Le professeur Adnan Vatansever, maître de conférence en politique russe au King’s College de Londres, nous explique que le choix par l’UE d’une « approche prudente » n’empêchera pas des changements majeurs sur le marché. Des changements qui attaqueront peut-être le porte-monnaie de Poutine, dès l’année prochaine.

« La manière dont les sanctions ont été proposées permet de dire que le pétrole russe prendra une nouvelle route », précise-t-il.  C’est d’ailleurs déjà le cas, avec la Turquie et l’Asie qui semble enclins a remplir les vides laissés par l’Europe. « Le pétrole ira là où l’on sera prêt à l’acheter. Concernant le pétrole d’ailleurs, la tâche de la Russie est plus facile [que pour le gaz, ndlr] parce qu’elle bénéficie d’un important surplus de capacité en termes d’infrastructures pour l’exportation.
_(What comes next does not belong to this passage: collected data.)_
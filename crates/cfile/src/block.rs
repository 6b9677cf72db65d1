//! Reference-counted block contents.

use std::{fmt::Debug, ops::Deref, ops::Range, sync::Arc};

/// The raw bytes of a block read from a CFile.
///
/// Cloning a `BlockData` is cheap: clones share the same allocation, which is
/// released when the last clone is dropped.  A `BlockData` may also be a view
/// of part of another block, via [`BlockData::sub_block`].
#[derive(Clone)]
pub struct BlockData {
    owner: Arc<[u8]>,
    range: Range<usize>,
}

impl BlockData {
    /// Wraps all of `owner`.
    pub fn new(owner: Arc<[u8]>) -> Self {
        let range = 0..owner.len();
        Self { owner, range }
    }

    /// Returns the bytes of the block.
    pub fn as_slice(&self) -> &[u8] {
        &self.owner[self.range.clone()]
    }

    /// Returns a view of `range` within this block, sharing its allocation,
    /// or `None` if `range` extends past the end of the block.
    pub fn sub_block(&self, range: Range<usize>) -> Option<BlockData> {
        if range.start > range.end || range.end > self.len() {
            return None;
        }
        Some(Self {
            owner: self.owner.clone(),
            range: self.range.start + range.start..self.range.start + range.end,
        })
    }

    /// Returns true if `self` and `other` share the same allocation.
    #[cfg(test)]
    pub(crate) fn shares_allocation(&self, other: &BlockData) -> bool {
        Arc::ptr_eq(&self.owner, &other.owner)
    }
}

impl Deref for BlockData {
    type Target = [u8];

    fn deref(&self) -> &Self::Target {
        self.as_slice()
    }
}

impl Debug for BlockData {
    fn fmt(&self, f: &mut std::fmt::Formatter<'_>) -> std::fmt::Result {
        f.debug_struct("BlockData")
            .field("len", &self.len())
            .field("range", &self.range)
            .finish()
    }
}

#[cfg(test)]
mod tests {
    use std::sync::Arc;

    use super::BlockData;

    #[test]
    fn clones_share_allocation() {
        let owner: Arc<[u8]> = Arc::from(&b"0123456789"[..]);
        let block = BlockData::new(owner.clone());
        assert_eq!(Arc::strong_count(&owner), 2);

        let clone = block.clone();
        assert_eq!(Arc::strong_count(&owner), 3);
        assert!(clone.shares_allocation(&block));
        assert_eq!(clone.as_slice(), b"0123456789");

        drop(block);
        drop(clone);
        assert_eq!(Arc::strong_count(&owner), 1);
    }

    #[test]
    fn sub_blocks() {
        let block = BlockData::new(Arc::from(&b"0123456789"[..]));
        let middle = block.sub_block(2..8).unwrap();
        assert_eq!(&*middle, b"234567");
        assert!(middle.shares_allocation(&block));

        let inner = middle.sub_block(1..3).unwrap();
        assert_eq!(&*inner, b"34");
        assert_eq!(middle.sub_block(0..6).unwrap().len(), 6);
        assert!(middle.sub_block(0..7).is_none());
        assert!(middle.sub_block(6..6).unwrap().is_empty());
    }
}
Rediriger le pétrole ne sera pas vraiment compliqué ». 

Adnan Vatansever considère que l’efficacité des sanctions se mesurera à l’aune de l’évolution des prix du marché du pétrole et dépendra de la capacité des pays en développement à accepter le plafonnement des prix. « L’intérêt de cette sanction de plafonnement des prix n’est pas de freiner les exportations de pétrole russe, mais d’endiguer les revenus liés à cette ressource », soutient l’auteur de l’enquête Oil in Putin’s Russia. « Si les livraisons russes restent stables, les revenus générés par la vente seront bien moindres qu’attendu ». 

Une question de moralité ?

Même si les navires changent de cap, une question reste en suspens, une question de moralité. Les compagnies de transport maritime européennes peuvent-elles continuer à aider la Russie à engranger des milliards d’euros pour financer la guerre ?   
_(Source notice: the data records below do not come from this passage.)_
impl CFileReader {
    /// Returns a new reader for `file`, which is `file_size` bytes long.  The
    /// reader must be initialized with [`init`](Self::init) before use.
    pub fn new(options: ReaderOptions, file: Arc<dyn FileReader>, file_size: u64) -> Self {
        Self {
            options,
            file,
            file_size,
            state: State::Uninitialized,
        }
    }

    /// Creates and initializes a reader for `file`.
    pub fn open(options: ReaderOptions, file: Arc<dyn FileReader>) -> Result<Self, Error> {
        let file_size = file.get_size()?;
        let mut reader = Self::new(options, file, file_size);
        reader.init()?;
        Ok(reader)
    }

    /// Reads and validates the header and footer.
    ///
    /// # Panic
    ///
    /// Panics if the reader has already been initialized.
    pub fn init(&mut self) -> Result<(), Error> {
        assert!(
            matches!(self.state, State::Uninitialized),
            "CFileReader::init() called on an initialized reader"
        );

        let framing_len = MagicAndLength::LEN as u64;
        let min_size = 2 * framing_len;
        if self.file_size < min_size {
            return Err(FormatError::FileTooSmall {
                file_size: self.file_size,
                min_size,
            }
            .into());
        }

        let footer_len = self.read_framing(Section::Footer, self.file_size - framing_len)?;
        let footer_available = self.file_size - min_size;
        if footer_len as u64 > footer_available {
            return Err(FormatError::BadLength {
                section: Section::Footer,
                length: footer_len,
                available: footer_available,
            }
            .into());
        }
        let footer_offset = self.file_size - framing_len - footer_len as u64;

        let header_len = self.read_framing(Section::Header, 0)?;
        let header_available = footer_available - footer_len as u64;
        if header_len as u64 > header_available {
            return Err(FormatError::BadLength {
                section: Section::Header,
                length: header_len,
                available: header_available,
            }
            .into());
        }

        let header: FileHeader = self.read_section(Section::Header, framing_len, header_len)?;
        if header.major_version != MAJOR_VERSION {
            return Err(FormatError::UnsupportedVersion {
                major: header.major_version,
                minor: header.minor_version,
                expected_major: MAJOR_VERSION,
            }
            .into());
        }
        let footer: FileFooter = self.read_section(Section::Footer, footer_offset, footer_len)?;

        info!(
            "opened {}-byte CFile version {}.{} with {} rows",
            self.file_size, header.major_version, header.minor_version, footer.n_rows
        );
        self.state = State::Initialized { header, footer };
        Ok(())
    }

    /// Reads the magic and length at `offset` and returns the length.
    fn read_framing(&self, section: Section, offset: u64) -> Result<u32, Error> {
        let raw = self.read_raw(offset, MagicAndLength::LEN as u32)?;
        let framing = MagicAndLength::read_le(&mut Cursor::new(&raw[..]))
            .map_err(|error| FormatError::Binrw { section, error })?;
        if framing.magic != FILE_MAGIC {
            return Err(FormatError::BadMagic {
                section,
                magic: framing.magic,
            }
            .into());
        }
        Ok(framing.length)
    }

    fn read_section<T>(&self, section: Section, offset: u64, length: u32) -> Result<T, Error>
    where
        T: for<'a> BinRead<Args<'a> = ()>,
    {
        let raw = self.read_raw(offset, length)?;
        let mut cursor = Cursor::new(&raw[..]);
        let value =
            T::read_le(&mut cursor).map_err(|error| FormatError::Binrw { section, error })?;
        let parsed = cursor.position() as usize;
        if parsed != raw.len() {
            return Err(FormatError::TrailingBytes {
                section,
                length: raw.len(),
                parsed,
            }
            .into());
        }
        Ok(value)
    }

    fn read_raw(&self, offset: u64, length: u32) -> Result<Arc<[u8]>, Error> {
        if length == 0 {
            return Ok(Arc::from(&[][..]));
        }
        let location = BlockLocation {
            offset,
            size: length as usize,
        };
        Ok(self.file.read_block(location)?)
    }

    fn state(&self) -> (&FileHeader, &FileFooter) {
        match &self.state {
            State::Initialized { header, footer } => (header, footer),
            State::Uninitialized => panic!("CFileReader used before successful init()"),
        }
    }

    /// Returns the file header.
    pub fn header(&self) -> &FileHeader {
        self.state().0
    }

    /// Returns the file footer.
    pub fn footer(&self) -> &FileFooter {
        self.state().1
    }

    /// Returns true if [`init`](Self::init) has succeeded.
    pub fn is_initialized(&self) -> bool {
        matches!(self.state, State::Initialized { .. })
    }

    /// Returns the number of rows in the column.
    pub fn n_rows(&self) -> u32 {
        self.footer().n_rows
    }

    /// Returns the size of the file in bytes.
    pub fn file_size(&self) -> u64 {
        self.file_size
    }

    /// Returns the reader's options.
    pub fn options(&self) -> &ReaderOptions {
        &self.options
    }

    /// Returns the root block of the index named `identifier`.
    pub fn index_root_block(&self, identifier: &str) -> Result<BlockPointer, Error> {
        self.footer()
            .index_root(identifier)
            .ok_or_else(|| Error::NotFound(identifier.into()))
    }

    /// Reads the block at `pointer`.
    ///
    /// A pointer that does not lie within the file is reported as corruption
    /// without reading anything.  If checksum verification is enabled, the
    /// block's checksum is verified before it is returned.
    pub fn read_block(&self, pointer: BlockPointer) -> Result<BlockData, Error> {
        let location = pointer
            .location()
            .map_err(|_| CorruptionError::InvalidBlockPointer(pointer))?;
        if !location.fits_within(self.file_size) {
            return Err(CorruptionError::BlockOutOfBounds {
                pointer,
                file_size: self.file_size,
            }
            .into());
        }
        if location.size < BlockHeader::LEN {
            return Err(CorruptionError::BlockTooSmall(pointer).into());
        }

        debug!("reading block ({pointer})");
        let raw = self.file.read_block(location)?;
        if self.options.verify_checksums {
            let checksum = u32::from_le_bytes([raw[0], raw[1], raw[2], raw[3]]);
            let computed_checksum = crc32c(&raw[4..]);
            if checksum != computed_checksum {
                counter!(CHECKSUM_FAILURES).increment(1);
                warn!("block ({pointer}) failed checksum verification");
                return Err(CorruptionError::InvalidChecksum {
                    pointer,
                    magic: [raw[4], raw[5], raw[6], raw[7]],
                    checksum,
                    computed_checksum,
                }
                .into());
            }
        }
        Ok(BlockData::new(raw))
    }

    /// Returns a new, unpositioned iterator over the column's values by
    /// ordinal position.
    pub fn new_iterator_by_pos(&self) -> Result<CFileIterator<'_>, Error> {
        let root = self.index_root_block(POSITIONAL_INDEX)?;
        Ok(CFileIterator::new(self, root))
    }

    /// Returns the data block that contains `ordinal` and the ordinal of the
    /// first value in that block.
    pub fn search_position(&self, ordinal: u32) -> Result<(BlockPointer, u32), Error> {
        let n_rows = self.n_rows();
        if ordinal >= n_rows {
            return Err(Error::OutOfRange {
                key: ordinal as u64,
                limit: n_rows as u64,
            });
        }
        let root = self.index_root_block(POSITIONAL_INDEX)?;
        let mut iter = IndexTreeIterator::<u32>::new(self, root, n_rows as u64);
        let entry = iter.seek_at_or_after(ordinal)?;
        Ok((entry.pointer, entry.first_key))
    }
}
Du Royaume-Uni à la Suède en passant par les Pays-Bas, de nombreux dockers ont refusé de décharger du pétrole russe, ces derniers mois. Mais les transporteurs se défendent en disant que « leurs clients ne figurent sur aucune liste de sanctions et que le pétrole russe est une ressource tout à fait légale ». Quand à l’Union, elle craint « les prochains hivers et pas seulement celui qui vient », comme l’a souligné, le vice-président de la Commission, Frans Timmermans. 
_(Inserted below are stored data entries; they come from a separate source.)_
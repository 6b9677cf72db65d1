use super::CellWidth;

/// Gathers selected cells into a dense buffer.
///
/// Copies cell `sel_rows[i]` of `src`, which holds cells `width` bytes wide,
/// to cell `i` of `dst`.  `dst` must hold at least `sel_rows.len()` cells.
///
/// # Panic
///
/// Panics if a selected row lies outside `src`.
pub fn copy_selected_rows(sel_rows: &[u16], width: CellWidth, src: &[u8], dst: &mut [u8]) {
    match width {
        CellWidth::W1 => copy_selected_rows_impl::<1>(sel_rows, src, dst),
        CellWidth::W2 => copy_selected_rows_impl::<2>(sel_rows, src, dst),
        CellWidth::W4 => copy_selected_rows_impl::<4>(sel_rows, src, dst),
        CellWidth::W8 => copy_selected_rows_impl::<8>(sel_rows, src, dst),
        CellWidth::W16 => copy_selected_rows_impl::<16>(sel_rows, src, dst),
    }
}

#[inline(never)]
fn copy_selected_rows_impl<const W: usize>(sel_rows: &[u16], src: &[u8], dst: &mut [u8]) {
    assert!(dst.len() >= sel_rows.len() * W);
    for (&row, cell) in sel_rows.iter().zip(dst.chunks_exact_mut(W)) {
        let start = row as usize * W;
        cell.copy_from_slice(&src[start..start + W]);
    }
}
En attendant, ni les actions des dockers, ni les sanctions imminentes, ni même le climat, ne semblent arrêter les lucratives traversées maritimes. Au moment où nous écrivons ses lignes, le Malibu a repris le large. Le tanker de George Economou traverse tranquillement la mer Baltique, les cales chargées de l’or noir qui viendra remplir les caisses du trésor de guerre de Vladimir Poutine. Prochaine escale : La Turquie.